Letters: KC readers discuss remembering history, COVID-19 in schools and ‘Chief’ Bartle
Some choice
I was driving down the highway the other day and decided it was time for lunch. I took the next exit and came upon a seemingly pleasant little town.
There were only two restaurants to choose from. On the left side of the road was the Cancel Culture Café, and to the right was the Orange Buffoon Buffet.
Never did a rest stop vending machine look so good.
- Jerry Engler, Blue Springs
Deal with the past
As a senior, African American male citizen of the United States, I believe that we do a disservice to our cultural accomplishments by completely removing names, statuary and other commemorations that acknowledge Confederate history.
Certainly, factions, states and individuals who fought on behalf of the Confederacy should not be honored. Honors and tributes should be reserved for those who fought to preserve the United States.
But the attempt to erase events of the past because we think different thoughts today is, I think, misguided.
Events such as the Civil War have formed us as a nation, and the truth of that conflict should be preserved through visible as well as written information.
And, if we African Americans are so intent on removing offensive monuments, shouldn’t we course toward Fort Leavenworth to remove the commemorative Buffalo Soldiers monument from that and all other locations where these tributes are housed?
Would Native Americans be pleased with our success in helping Europeans ostracize them from their homelands and destroy their populations and ways of living?
- Edward G. Bohannon, Fairway
Domino effect
If you consider science a left-wing plot, don’t believe in vaccines or think that COVID-19 is a hoax, then I suggest you ignore what I have to say, because you will anyway.
Now, my message to the sensible element remaining in society, to parents and guardians of school-age children: Please, please don’t sacrifice your children on the altar of economic recovery by sending them back to school with other students whose parents think that wearing a mask is akin to some kind of leftist secret handshake.
The crackpots in government now do not care about your kids’ lives.
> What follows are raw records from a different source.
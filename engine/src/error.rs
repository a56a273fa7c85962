use thiserror::Error;

/// Failures a simulation run reports to its caller instead of producing
/// partial output.
#[derive(Debug, Clone, PartialEq, Error)]
pub enum SimError {
    #[error("invalid configuration: {field} {reason}")]
    InvalidConfiguration { field: &'static str, reason: String },

    #[error("team {team} has an empty roster")]
    EmptyRosterInput { team: String },

    /// Budget variant: no eligible fighter on one side although both teams
    /// still have time on the clock.
    #[error(
        "simulation halted after round {round} with time left on both sides \
         (A: {time_left_a:.0}s, B: {time_left_b:.0}s)"
    )]
    PrematureHalt {
        round: u32,
        time_left_a: f64,
        time_left_b: f64,
    },
}

impl SimError {
    pub(crate) fn invalid(field: &'static str, reason: impl Into<String>) -> Self {
        SimError::InvalidConfiguration { field, reason: reason.into() }
    }
}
Concentrating people in a closed environment and then sending them home is a recipe for turning a pandemic into a cataclysm.
- Steve Shaft, Prairie Village
Fine by me
How soon we forget. I have been around a long time, and I remember when Lamar Hunt was looking for a city to move his football team from Texas. At that time, Kansas City Mayor H. Roe Bartle reached out and was instrumental in getting the team moved to the city.
Bartle was affectionately called “Chief” for his work with the Boy Scouts’ Tribe of Mic-O-Say, which uses a great deal of Native American imagery. Consequently, we have the Chiefs in Kansas City.
I am one-sixteenth Cherokee, and I am not offended.
- Al Dial, Lee’s Summit
Something to hide?
Recently, Brad Lemon, president of Kansas City Fraternal Order of Police Lodge 99, called in to a local radio show. He gave excuses for not allowing Jackson County Prosecutor Jean Peters Baker to examine alleged wrongdoing by some Kansas City Police officers. He called many people liars.
In my experience, when a cover-up is in place, people who don’t want to answer questions simply call other people liars.
This city deserves more transparency.
- Lesa Santoro, Kansas City
A great sadness
My heart breaks for the family of Chris Ingram, who was shot and killed at his own home last month in Kansas City, Kansas. (July 24, 1A, “Husband with ‘big heart’ was shot and killed in his garage”) It seems unbearable to think that someone so generous and offering of his time, gifts and mentality to a troubled friend’s son had his life taken by someone who values life so little.
I believe Ingram recognized what is lacking in the lives of so many young men today — a responsible adult willing to listen, teach and be patient in their lives.
May his family be comforted knowing their Chris lived in a light and life that was an example to others.
- Bonita Galey, Leawood
Not political
Wearing a mask during a pandemic means you respect your fellow humans enough to avoid even a small risk of infecting them. There should be no political component in this choice.